BEIJING - McDonald's is selling off most of its China business in a deal worth as much as $2.1 billion. Citic, a massive Chinese financial firm, is taking the majority stake in McDonald's (MCD) operations in mainland China and Hong Kong.
US private equity giant The Carlyle Group, is also buying into the investment combo, taking a 28 percent stake. McDonald's will hold the remaining 20 percent of the business.
McDonald's CEO, Steve Easterbrook said the fast food company's new partners would bring a better understanding of the Chinese market.
The deal is the latest move in Easterbrook's efforts to overhaul the global burger chain.
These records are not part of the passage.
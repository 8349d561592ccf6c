// SPDX-License-Identifier: AGPL-3.0-or-later
// © 2025 Ryo ∴ SpiralArchitect (kishkavsesvit@icloud.com)
// Part of SpiralTorch — Licensed under AGPL-3.0-or-later.
// Unauthorized derivative works or closed redistribution prohibited under AGPL §13.

//! Operation objects and the glue that records them on the tape.
//!
//! An [`Operation`] is a pure pair of array functions: `forward` maps input
//! arrays to output arrays, `backward` maps output gradients back to one
//! gradient per input with exactly the input's shape. [`apply`] looks the
//! operation up in the context's operator table, runs it, and attaches a
//! backward node when any input is tracked.

pub mod elementwise;
pub mod gaussian;
pub mod linalg;
pub mod reductions;
pub mod registry;
pub mod sample;
pub mod shape;

use std::cell::Ref;
use std::fmt;
use std::rc::Rc;

use ndarray::{ArrayD, ArrayViewD, Axis, IxDyn};

use crate::autograd::{BackwardNode, GradFn};
use crate::backend::ExecContext;
use crate::error::{self, Error, Result};
use crate::Tensor;

pub use elementwise::{
    add, add_scalar, div, exp, log, mul, neg, relu, scale, softplus, sqrt, square, sub,
};
pub use gaussian::{gaussian_logpdf, kl_divergence, mv_gaussian_logpdf};
pub use linalg::{batched_mul, batched_transpose, coerce_rank3, diagonal, uncoerce_rank3};
pub use reductions::{logsumexp, softmax, sum};
pub use registry::{OperatorBuilder, OperatorMetadata, OperatorRegistry, OperatorSignature};
pub use sample::{reparam_sample, standard_normal};
pub use shape::{broadcast_to, narrow, pad, repeat_cat, reshape, split};

/// A differentiable primitive expressed over whole arrays.
pub trait Operation: fmt::Debug {
    /// Name under which the operation is registered.
    fn name(&self) -> &'static str;

    fn forward(&self, ctx: &ExecContext, inputs: &[&ArrayD<f64>]) -> Result<Vec<ArrayD<f64>>>;

    /// `grads` holds one gradient per output; outputs that received none are
    /// passed as zeros. Returns one optional gradient per input.
    fn backward(
        &self,
        ctx: &ExecContext,
        inputs: &[ArrayD<f64>],
        outputs: &[ArrayD<f64>],
        grads: &[ArrayD<f64>],
    ) -> Result<Vec<Option<ArrayD<f64>>>>;
}

struct OpNode {
    op: Rc<dyn Operation>,
    ctx: ExecContext,
    differentiable: bool,
    parents: Vec<Tensor>,
    inputs: Vec<ArrayD<f64>>,
    outputs: Vec<ArrayD<f64>>,
}

impl BackwardNode for OpNode {
    fn name(&self) -> &'static str {
        self.op.name()
    }

    fn parents(&self) -> Vec<Tensor> {
        self.parents.clone()
    }

    fn num_outputs(&self) -> usize {
        self.outputs.len()
    }

    fn backward_multi(&self, grads_out: &[Option<ArrayD<f64>>]) -> Result<Vec<Option<ArrayD<f64>>>> {
        if !self.differentiable {
            return Err(Error::NotDifferentiable(self.op.name().to_string()));
        }
        let grads: Vec<ArrayD<f64>> = self
            .outputs
            .iter()
            .zip(grads_out)
            .map(|(out, grad)| match grad {
                Some(grad) => grad.clone(),
                None => ArrayD::zeros(out.raw_dim()),
            })
            .collect();
        let grads_in = self
            .op
            .backward(&self.ctx, &self.inputs, &self.outputs, &grads)?;
        if grads_in.len() != self.inputs.len() {
            return Err(error::shape(format!(
                "{}: backward produced {} gradients for {} inputs",
                self.op.name(),
                grads_in.len(),
                self.inputs.len()
            )));
        }
        for (input, grad) in self.inputs.iter().zip(&grads_in) {
            if let Some(grad) = grad {
                if grad.shape() != input.shape() {
                    return Err(error::shape(format!(
                        "{}: gradient shape {:?} does not match input shape {:?}",
                        self.op.name(),
                        grad.shape(),
                        input.shape()
                    )));
                }
            }
        }
        Ok(grads_in)
    }
}

/// Runs `op` on `inputs` and records it on the tape when any input is tracked.
pub fn apply<O: Operation + 'static>(
    ctx: &ExecContext,
    op: O,
    inputs: &[&Tensor],
) -> Result<Vec<Tensor>> {
    let signature = ctx.registry().validate(op.name(), inputs.len())?;
    let (num_outputs, differentiable) = (signature.num_outputs, signature.differentiable);

    let borrowed: Vec<Ref<'_, ArrayD<f64>>> = inputs.iter().map(|t| t.borrow_data()).collect();
    let arrays: Vec<&ArrayD<f64>> = borrowed.iter().map(|data| &**data).collect();
    let outputs = op.forward(ctx, &arrays)?;
    if outputs.len() != num_outputs {
        return Err(error::shape(format!(
            "{}: forward produced {} outputs, signature declares {num_outputs}",
            op.name(),
            outputs.len()
        )));
    }

    let tensors: Vec<Tensor> = outputs.iter().cloned().map(Tensor::from_array).collect();
    if inputs.iter().any(|t| t.is_tracked()) {
        let node = OpNode {
            op: Rc::new(op),
            ctx: ctx.clone(),
            differentiable,
            parents: inputs.iter().map(|t| (*t).clone()).collect(),
            inputs: arrays.iter().map(|a| (*a).clone()).collect(),
            outputs,
        };
        let grad_fn = GradFn::new(node);
        for (index, tensor) in tensors.iter().enumerate() {
            tensor.attach_grad_fn(grad_fn.clone(), index);
        }
    }
    Ok(tensors)
}

/// [`apply`] for single-output operations.
pub fn apply_one<O: Operation + 'static>(
    ctx: &ExecContext,
    op: O,
    inputs: &[&Tensor],
) -> Result<Tensor> {
    let name = op.name();
    apply(ctx, op, inputs)?
        .into_iter()
        .next()
        .ok_or_else(|| error::shape(format!("{name} produced no output")))
}

/// Numpy-style broadcast of two shapes, aligned on trailing axes.
pub fn broadcast_shape(left: &[usize], right: &[usize]) -> Result<Vec<usize>> {
    let nd = left.len().max(right.len());
    let mut out = vec![1usize; nd];
    for i in 0..nd {
        let a = if i < left.len() { left[left.len() - 1 - i] } else { 1 };
        let b = if i < right.len() { right[right.len() - 1 - i] } else { 1 };
        out[nd - 1 - i] = if a == b || b == 1 {
            a
        } else if a == 1 {
            b
        } else {
            return Err(Error::Broadcast {
                left: left.to_vec(),
                right: right.to_vec(),
            });
        };
    }
    Ok(out)
}

pub(crate) fn broadcast_view<'a>(
    array: &'a ArrayD<f64>,
    shape: &[usize],
) -> Result<ArrayViewD<'a, f64>> {
    array.broadcast(IxDyn(shape)).ok_or_else(|| Error::Broadcast {
        left: array.shape().to_vec(),
        right: shape.to_vec(),
    })
}

/// Sums `grad` down to `target`, undoing a trailing-aligned broadcast.
pub(crate) fn unbroadcast(grad: ArrayD<f64>, target: &[usize]) -> ArrayD<f64> {
    let mut grad = grad;
    while grad.ndim() > target.len() {
        grad = grad.sum_axis(Axis(0));
    }
    for (axis, &size) in target.iter().enumerate() {
        if size == 1 && grad.shape()[axis] != 1 {
            grad = grad.sum_axis(Axis(axis)).insert_axis(Axis(axis));
        }
    }
    grad
}

/// Validates reduction axes: in range, sorted, without duplicates.
pub(crate) fn normalise_axes(label: &str, axes: &[usize], ndim: usize) -> Result<Vec<usize>> {
    let mut axes = axes.to_vec();
    axes.sort_unstable();
    axes.dedup();
    if let Some(&bad) = axes.iter().find(|&&axis| axis >= ndim) {
        return Err(error::shape(format!(
            "{label}: axis {bad} out of range for rank {ndim}"
        )));
    }
    Ok(axes)
}

#[cfg(test)]
mod tests {
    use super::*;

    #[test]
    fn broadcast_aligns_trailing_axes() {
        assert_eq!(broadcast_shape(&[5, 1, 3], &[2, 1]).unwrap(), vec![5, 2, 3]);
        assert_eq!(broadcast_shape(&[], &[4, 2]).unwrap(), vec![4, 2]);
        assert!(matches!(
            broadcast_shape(&[3, 2], &[4, 2]),
            Err(Error::Broadcast { .. })
        ));
    }

    #[test]
    fn unbroadcast_keeps_singleton_axes() {
        let grad = ArrayD::<f64>::ones(IxDyn(&[4, 3, 2]));
        let reduced = unbroadcast(grad, &[1, 3, 1]);
        assert_eq!(reduced.shape(), &[1, 3, 1]);
        assert!(reduced.iter().all(|&v| v == 8.0));
        let leading = unbroadcast(ArrayD::<f64>::ones(IxDyn(&[4, 3, 2])), &[2]);
        assert_eq!(leading.shape(), &[2]);
        assert!(leading.iter().all(|&v| v == 12.0));
    }

    #[test]
    fn unregistered_operations_are_refused() {
        #[derive(Debug)]
        struct Identity;
        impl Operation for Identity {
            fn name(&self) -> &'static str {
                "identity"
            }
            fn forward(&self, _: &ExecContext, inputs: &[&ArrayD<f64>]) -> Result<Vec<ArrayD<f64>>> {
                Ok(vec![inputs[0].clone()])
            }
            fn backward(
                &self,
                _: &ExecContext,
                _: &[ArrayD<f64>],
                _: &[ArrayD<f64>],
                grads: &[ArrayD<f64>],
            ) -> Result<Vec<Option<ArrayD<f64>>>> {
                Ok(vec![Some(grads[0].clone())])
            }
        }

        let x = Tensor::parameter(ArrayD::from_elem(IxDyn(&[3]), 2.0));
        let ctx = ExecContext::cpu();
        assert!(matches!(
            apply_one(&ctx, Identity, &[&x]),
            Err(Error::UnknownOperator(_))
        ));

        let mut registry = OperatorRegistry::standard();
        registry
            .register(OperatorBuilder::new("identity", 1, 1).build())
            .unwrap();
        let ctx = ctx.with_registry(registry);
        let y = apply_one(&ctx, Identity, &[&x]).unwrap();
        y.backward().unwrap();
        assert_eq!(x.grad().unwrap().iter().copied().collect::<Vec<f64>>(), vec![1.0; 3]);
    }
}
In the US, it has launched more customized sandwiches with fancier ingredients, introduced all-day breakfast to the menu and brought in touch screens and table service.
Customers in China could also see changes soon. McDonald's says "menu innovation" and using digital technology are priorities for the new Chinese business.
Bringing in Citic and Carlyle doesn't mean the McDonald's brand is pulling back in China, where the economy is slowing down after decades of rapid growth.
The partners say they're aiming to open more than 1,500 new restaurants in China and Hong Kong over the next five years, with a focus on bringing the golden arches to smaller Chinese cities.
McDonald's aim is to drastically reduce the number of stores it owns in favor of franchises. The China deal will enable it to slash its company-owned stores by 1,750.
McDonald's announcement follows Yum Brands' spinoff of its China division late last year. The decision by the KFC parent came after pressure from activist shareholders.
Both big US fast food companies had suffered in China in recent years after food safety scandals. McDonald's and Yum (YUM) reported improving results at their Chinese businesses last year until they were hit by anti-U.S. protests in July.